Echoing X’s language that described Sahyog as a “censorship portal”, Digipub and Sekhri argued that Sahyog is an “ultra vires executive action” and “an executive censorship mechanism” that lacks statutory backing, exceeds the remit of Section 69A of the IT Act, breaches safeguards laid down by the apex court in its 2015 Shreya Singhal judgement, and hinges on the vagueness of all “unlawful content”.
They argued that digital news publishers are dependent on intermediaries for dissemination and reporting, and their expression is “vulnerable” to “removal through opaque, extrajudicial procedures”. They said that “executive pressure” on intermediaries to “over-comply” will turn platforms into “private censors”.
The self-regulatory body argued that the portal violates principles of natural justice, due process and proportionality as it did not give originators of content any notice or a chance to be heard, and made no disclosures about the orders issued. They also highlighted blocking arbitrage created by the parallel blocking regimes of Section 69A and Section 79(3)(b)/Sahyog because of which same content could be blocked through a process devoid of procedural safeguards.
They have argued that removal of content published through intermediaries such as X infringes the fundamental rights of Sekhri and Digipub’s members, particularly the freedom of speech and expression under Article 19(1)(a), the right to practise one’s profession through digital means under Article 19(1)(g), and the corresponding right of audiences to receive information.
Digipub and Sekhri want the Centre to declare that Section 79(3)(b) does not confer content blocking powers and that any such content blocking powers, “if at all”, remain within the confines of Section 69A of the IT Act. They also want Ministry of Electronics and Information Technology’s (MeitY’s) office memorandum dated October 31, 2023 — “establishing the ‘Sahyog’ portal” — to be quashed along with notifications from the ministries of home, defence, railways and finance appointing nodal officers under Section 79(3)(b).

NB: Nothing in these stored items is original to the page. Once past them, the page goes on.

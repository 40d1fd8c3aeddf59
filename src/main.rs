//! Astra voice core binary.
//!
//! Talks to the host UI via JSON-line IPC on stdin/stdout. This is the entry
//! point that wires the session controller, job tracker and text chat, then
//! runs the command loop.

use std::path::PathBuf;
use std::sync::Arc;
use std::time::Duration;

use tokio::task::JoinHandle;
use tracing::{info, warn};

use astra_voice::agent::{inbox, text, TextChat};
use astra_voice::audio::{list_input_devices, list_output_devices};
use astra_voice::config::{paths, read_settings};
use astra_voice::ipc::bridge::{emit_error, emit_event, spawn_stdin_reader};
use astra_voice::ipc::{AstraCommand, AstraEvent, AudioDeviceInfo, IpcObserver};
use astra_voice::jobs::file::JsonFileJobStore;
use astra_voice::jobs::{summarize, JobStore};
use astra_voice::logging;
use astra_voice::mail::HostMailSync;
use astra_voice::session::{self, SessionController, SettingsSetup, VoiceSession};
use astra_voice::tools::ToolDispatcher;
use astra_voice::transport::GeminiConnector;

/// How long shutdown waits for the session to release its devices.
const SHUTDOWN_GRACE: Duration = Duration::from_secs(2);

struct Core {
    data_dir: PathBuf,
    session: VoiceSession,
    dispatcher: ToolDispatcher,
    mail: Arc<HostMailSync>,
}

#[tokio::main]
async fn main() -> anyhow::Result<()> {
    let data_dir = paths::get_data_dir();
    if let Err(e) = logging::init(&paths::get_log_dir()) {
        logging::init_console();
        warn!("File logging disabled: {:#}", e);
    }

    // Emit starting event immediately so the host knows we're alive.
    emit_event(&AstraEvent::Starting {});
    info!(data_dir = %data_dir.display(), "Astra voice core starting");

    let jobs = Arc::new(JsonFileJobStore::open(&data_dir));
    let mail = Arc::new(HostMailSync::new(|| {
        emit_event(&AstraEvent::MailSyncRequested {});
    }));
    let dispatcher = ToolDispatcher::new(jobs, mail.clone());

    let (events_tx, events_rx) = session::event_channel();
    let controller = SessionController::new(
        Box::new(SettingsSetup::new(data_dir.clone())),
        Box::new(GeminiConnector::new(tokio::runtime::Handle::current())),
        dispatcher.clone(),
        Box::new(IpcObserver),
        events_tx,
    );
    let core = Core {
        data_dir,
        session: controller.handle(),
        dispatcher,
        mail,
    };
    let controller_task = controller.spawn(events_rx);

    let mut cmd_rx = spawn_stdin_reader();

    emit_event(&AstraEvent::Ready {});
    info!("Astra voice core ready");

    loop {
        tokio::select! {
            cmd = cmd_rx.recv() => {
                match cmd {
                    Some(command) => {
                        if !handle_command(&core, command) {
                            break;
                        }
                    }
                    None => {
                        info!("stdin closed, shutting down");
                        break;
                    }
                }
            }
            _ = tokio::signal::ctrl_c() => {
                info!("Interrupted, shutting down");
                break;
            }
        }
    }

    shutdown(&core.session, controller_task).await;
    info!("Astra voice core shutting down");
    Ok(())
}

/// Handle a single command from the host.
/// Returns `false` if the main loop should exit.
fn handle_command(core: &Core, cmd: AstraCommand) -> bool {
    match cmd {
        AstraCommand::Ping {} => {
            emit_event(&AstraEvent::Pong {});
        }

        AstraCommand::Stop {} => {
            emit_event(&AstraEvent::Stopping {});
            return false;
        }

        AstraCommand::StartSession {} => {
            info!("Session start requested");
            core.session.start();
        }

        AstraCommand::StopSession {} => {
            info!("Session stop requested");
            core.session.stop();
        }

        AstraCommand::GetState {} => {
            emit_event(&AstraEvent::StateChange {
                state: core.session.phase(),
            });
        }

        AstraCommand::GetSpectrum {} => {
            emit_event(&AstraEvent::Spectrum {
                bins: core.session.spectrum(),
            });
        }

        AstraCommand::ListAudioDevices {} => {
            emit_event(&AstraEvent::AudioDevices {
                input: AudioDeviceInfo::from_names(list_input_devices()),
                output: AudioDeviceInfo::from_names(list_output_devices()),
            });
        }

        AstraCommand::ListJobs {} => {
            let text = match core.dispatcher.jobs().list() {
                Ok(jobs) => summarize(&jobs),
                Err(e) => format!("Error: I couldn't read your tracker ({e})."),
            };
            emit_event(&AstraEvent::Jobs { text });
        }

        AstraCommand::ClearJobs {} => {
            let text = match core.dispatcher.jobs().clear() {
                Ok(removed) => {
                    info!(removed, "Tracker cleared");
                    summarize(&[])
                }
                Err(e) => format!("Error: I couldn't clear your tracker ({e})."),
            };
            emit_event(&AstraEvent::Jobs { text });
        }

        AstraCommand::SyncEmails { emails } => {
            info!(count = emails.len(), "Mail sync batch received");
            let settings = read_settings(&core.data_dir);
            let dispatcher = core.dispatcher.clone();
            tokio::spawn(async move {
                let count = match inbox::sync_with_settings(&settings, &dispatcher, &emails).await {
                    Ok(count) => count,
                    Err(e) => {
                        warn!("Mail sync failed: {:#}", e);
                        emit_error(&format!("Mail sync failed: {e}"));
                        0
                    }
                };
                emit_event(&AstraEvent::MailSyncFinished { count });
            });
        }

        AstraCommand::AnalyzeResume {
            resume_text,
            job_description,
        } => {
            let settings = read_settings(&core.data_dir);
            tokio::spawn(async move {
                let result = match TextChat::from_settings(&settings) {
                    Ok(chat) => chat.analyze_resume(&resume_text, &job_description).await,
                    Err(e) => Err(e.into()),
                };
                match result {
                    Ok(analysis) => emit_event(&AstraEvent::ResumeAnalysis { analysis }),
                    Err(e) => {
                        warn!("Resume analysis failed: {:#}", e);
                        emit_error(&format!("Resume analysis failed: {e}"));
                    }
                }
            });
        }

        AstraCommand::SetMailStatus { connected, expired } => {
            core.mail.set_status(connected, expired);
        }

        AstraCommand::SendText { text: message } => {
            let settings = read_settings(&core.data_dir);
            let dispatcher = core.dispatcher.clone();
            tokio::spawn(async move {
                let text = text::reply_to(&settings, &dispatcher, &message).await;
                emit_event(&AstraEvent::TextReply { text });
            });
        }
    }
    true
}

/// Stop any running session and give the controller a moment to release
/// devices.
async fn shutdown(session: &VoiceSession, controller: JoinHandle<()>) {
    session.shutdown();
    if tokio::time::timeout(SHUTDOWN_GRACE, controller).await.is_err() {
        warn!("Session controller did not stop within {:?}", SHUTDOWN_GRACE);
    }
}
//! Mail-sync collaborator.
//!
//! The Gmail fetch happens in the host process. The core only asks for a
//! sync and never waits for it; the host later hands the fetched messages
//! back with `sync_emails`, and the core classifies them into tracker
//! updates (see [`crate::agent::inbox`]).

use std::sync::atomic::{AtomicBool, Ordering};

use serde::{Deserialize, Serialize};
use tracing::info;

use crate::error::MailSyncError;

/// One message fetched by the host. Every field is optional on the wire.
#[derive(Debug, Clone, Default, PartialEq, Eq, Serialize, Deserialize)]
#[serde(rename_all = "camelCase", default)]
pub struct MailMessage {
    pub from: String,
    pub subject: String,
    pub snippet: String,
    pub body: String,
    /// Raw `Received` header; the classifier converts it to UTC.
    pub date_time: String,
}

/// Starts an out-of-band mail sync. Must return without waiting for it.
pub trait MailSync: Send + Sync {
    fn trigger_sync(&self) -> Result<(), MailSyncError>;
}

/// Forwards sync requests to the host through `notify`.
///
/// The host reports the Gmail connection through [`HostMailSync::set_status`];
/// while the credential is expired every request fails with
/// [`MailSyncError::AuthorizationExpired`] until the host reconnects.
pub struct HostMailSync {
    connected: AtomicBool,
    expired: AtomicBool,
    notify: Box<dyn Fn() + Send + Sync>,
}

impl HostMailSync {
    pub fn new(notify: impl Fn() + Send + Sync + 'static) -> Self {
        Self {
            connected: AtomicBool::new(true),
            expired: AtomicBool::new(false),
            notify: Box::new(notify),
        }
    }

    pub fn set_status(&self, connected: bool, expired: bool) {
        info!(connected, expired, "Mail connection status updated");
        self.connected.store(connected, Ordering::Release);
        self.expired.store(expired, Ordering::Release);
    }
}

impl MailSync for HostMailSync {
    fn trigger_sync(&self) -> Result<(), MailSyncError> {
        if self.expired.load(Ordering::Acquire) {
            return Err(MailSyncError::AuthorizationExpired);
        }
        if !self.connected.load(Ordering::Acquire) {
            return Err(MailSyncError::Unavailable("Gmail is not connected".into()));
        }
        (self.notify)();
        Ok(())
    }
}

To be sure, the office memorandum number 1(4)/2020-CLES-1, dated October 31, 2023, does not talk about the creation of Sahyog. This office memorandum, sent by group coordinator of MeitY’s cyber laws division to all central ministries and departments, and all states and union territories’ chief secretaries and DGPs, had asked for each union ministry and department, and state to designate officials to issue takedown notices under Section 79(3)(b) of the IT Act and Rule 3(1)(d) of the IT Rules against online content that violated any law administered by them. It had asked them to “confirm the same to MeitY for overall co-ordination”. This office memo had annexed a sample template for “content removal requests/takedown notice”.
Sahyog was first mentioned in formal communication to intermediaries in a letter dated August 19, 2024. In this letter, sent by the I4C CEO, intermediaries were asked to appoint a nodal officer to be onboarded onto this portal. The portal has been operational since October 2024.

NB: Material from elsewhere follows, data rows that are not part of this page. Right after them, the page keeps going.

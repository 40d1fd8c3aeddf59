//! Session resources resolved from the settings file.

use std::path::PathBuf;

use tracing::info;

use super::{SessionPlan, SessionSetup};
use crate::audio::capture::CpalMicrophone;
use crate::audio::playback::RodioDevice;
use crate::audio::scheduler::MonotonicClock;
use crate::config::{read_settings, Settings};
use crate::error::SessionError;

/// Re-reads astra-settings.json on every start and wires the real devices.
pub struct SettingsSetup {
    data_dir: PathBuf,
}

impl SettingsSetup {
    pub fn new(data_dir: PathBuf) -> Self {
        Self { data_dir }
    }
}

impl SessionSetup for SettingsSetup {
    fn prepare(&mut self) -> Result<SessionPlan, SessionError> {
        let settings = read_settings(&self.data_dir);
        plan_for(&settings)
    }
}

fn plan_for(settings: &Settings) -> Result<SessionPlan, SessionError> {
    let agent = settings.agent_config()?;
    info!(
        model = %agent.model,
        voice = %agent.voice_name,
        input = ?settings.input_device,
        output = ?settings.output_device,
        "Session settings loaded"
    );
    Ok(SessionPlan {
        agent,
        input: Box::new(CpalMicrophone::new(settings.input_device.clone())),
        output: Box::new(RodioDevice::new(
            settings.output_device.clone(),
            settings.output_volume(),
        )),
        clock: Box::new(MonotonicClock::new()),
    })
}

Digipub was created in 2021 to comply with the Information Technology (Intermediary Guidelines and Digital Media Ethics Code) Rules, 2021 and counts the likes of Newslaundry, The Ken, The Quint, and independent journalists such as Ravish Kumar amongst its members. Sekhri, the CEO of Newslaundry and a board member of Digipub, has sought to intervene in his personal capacity.

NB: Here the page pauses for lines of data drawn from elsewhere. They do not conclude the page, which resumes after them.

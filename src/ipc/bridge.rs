//! IPC bridge: stdin reader and stdout event emitter.
//!
//! A blocking stdin reader thread sends deserialized commands through an
//! mpsc channel; events go out as JSON lines on stdout.

use std::io::{self, BufRead, Write};

use tokio::sync::mpsc;
use tracing::{debug, error};

use super::{AstraCommand, AstraEvent};

/// Emit an `AstraEvent` as a JSON line on stdout and flush.
pub fn emit_event(event: &AstraEvent) {
    let stdout = io::stdout();
    let mut handle = stdout.lock();
    // Pipe may be closed.
    let _ = write_event(&mut handle, event);
}

/// Write one event line to `out`.
pub fn write_event(out: &mut impl Write, event: &AstraEvent) -> io::Result<()> {
    let json = serde_json::to_string(event).map_err(io::Error::other)?;
    writeln!(out, "{}", json)?;
    out.flush()
}

/// Convenience helper for emitting error events.
pub fn emit_error(message: &str) {
    emit_event(&AstraEvent::Error {
        message: message.to_string(),
    });
}

/// Hosts that tag messages with `"type"` instead of `"command"` are
/// accepted; `"command"` wins when both are present.
fn normalize_command(mut value: serde_json::Value) -> serde_json::Value {
    if let Some(obj) = value.as_object_mut() {
        if !obj.contains_key("command") {
            if let Some(tag) = obj.remove("type") {
                obj.insert("command".to_string(), tag);
            }
        }
    }
    value
}

/// Parse one stdin line. `Ok(None)` for blank lines.
pub fn parse_command(line: &str) -> Result<Option<AstraCommand>, serde_json::Error> {
    let trimmed = line.trim();
    if trimmed.is_empty() {
        return Ok(None);
    }
    let value: serde_json::Value = serde_json::from_str(trimmed)?;
    serde_json::from_value(normalize_command(value)).map(Some)
}

/// Spawn a blocking thread that reads JSON lines from stdin and forwards
/// the parsed commands through the returned channel.
///
/// The thread exits when stdin is closed (host process gone) or on an
/// unrecoverable read error.
pub fn spawn_stdin_reader() -> mpsc::UnboundedReceiver<AstraCommand> {
    let (tx, rx) = mpsc::unbounded_channel();

    std::thread::spawn(move || {
        let stdin = io::stdin();
        let reader = stdin.lock();
        for line in reader.lines() {
            match line {
                Ok(text) => match parse_command(&text) {
                    Ok(Some(cmd)) => {
                        debug!(?cmd, "Received command from host");
                        if tx.send(cmd).is_err() {
                            break; // Receiver dropped
                        }
                    }
                    Ok(None) => {}
                    Err(e) => {
                        error!("Invalid JSON command: {} (input: {})", e, text.trim());
                        emit_error(&format!("Invalid JSON command: {}", e));
                    }
                },
                Err(e) => {
                    error!("stdin read error: {}", e);
                    break;
                }
            }
        }
        debug!("stdin reader thread exiting");
    });

    rx
}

X had sued the Centre in Karnataka HC in March 2025 over the Indian government’s use of Section 79(3)(b) and I4C’s creation of Sahyog portal, arguing that it not only sets up an illegal parallel content-blocking process but also violates the Supreme Court’s 2015 Shreya Singhal judgment. The company had argued that government authorities were misusing this section to bypass the safeguards of Section 69A and arbitrarily censor online content. It also argued that nothing in the law allows the creation of Sahyog or create a statutory requirement to appoint a nodal officer for such a portal.
Why do Digipub and Sekhri want to intervene in the matter?
Digipub and Sekhri have argued that opaque and unconstitutional takedown notices issued via Sahyog have a chilling effect on digital press as they rely on intermediaries such as X for dissemination. Arguing that platforms such as X are foundational to journalism, especially digital journalism, Digipub and Sekhri want to give the court “an account of the real-world implications of the impugned actions for digital news media”. Such platforms, they argue, are “dynamic spaces in which public discourse unfolds” where digital journalists “report news, shape editorial narratives, and engage with audiences in real time”.
Interestingly, Digipub and Sekhri said that as an intermediary, X does not enjoy fundamental rights guaranteed under Articles 19(1)(a) (right to freedom of speech and expression) and 19(1)(g) (right to practise any profession, or to carry on any occupation, trade or business), rights that are directly affected by the censorship challenge. X is “unable to address the editorial damage, the chilling effect, or the resulting deprivation of public access to lawful journalistic content”, they contended.
To be sure, in its statement of objections, the Centre had challenged X’s petition on maintainability grounds, arguing that as an American company, X cannot claim Article 19 rights reserved for natural persons.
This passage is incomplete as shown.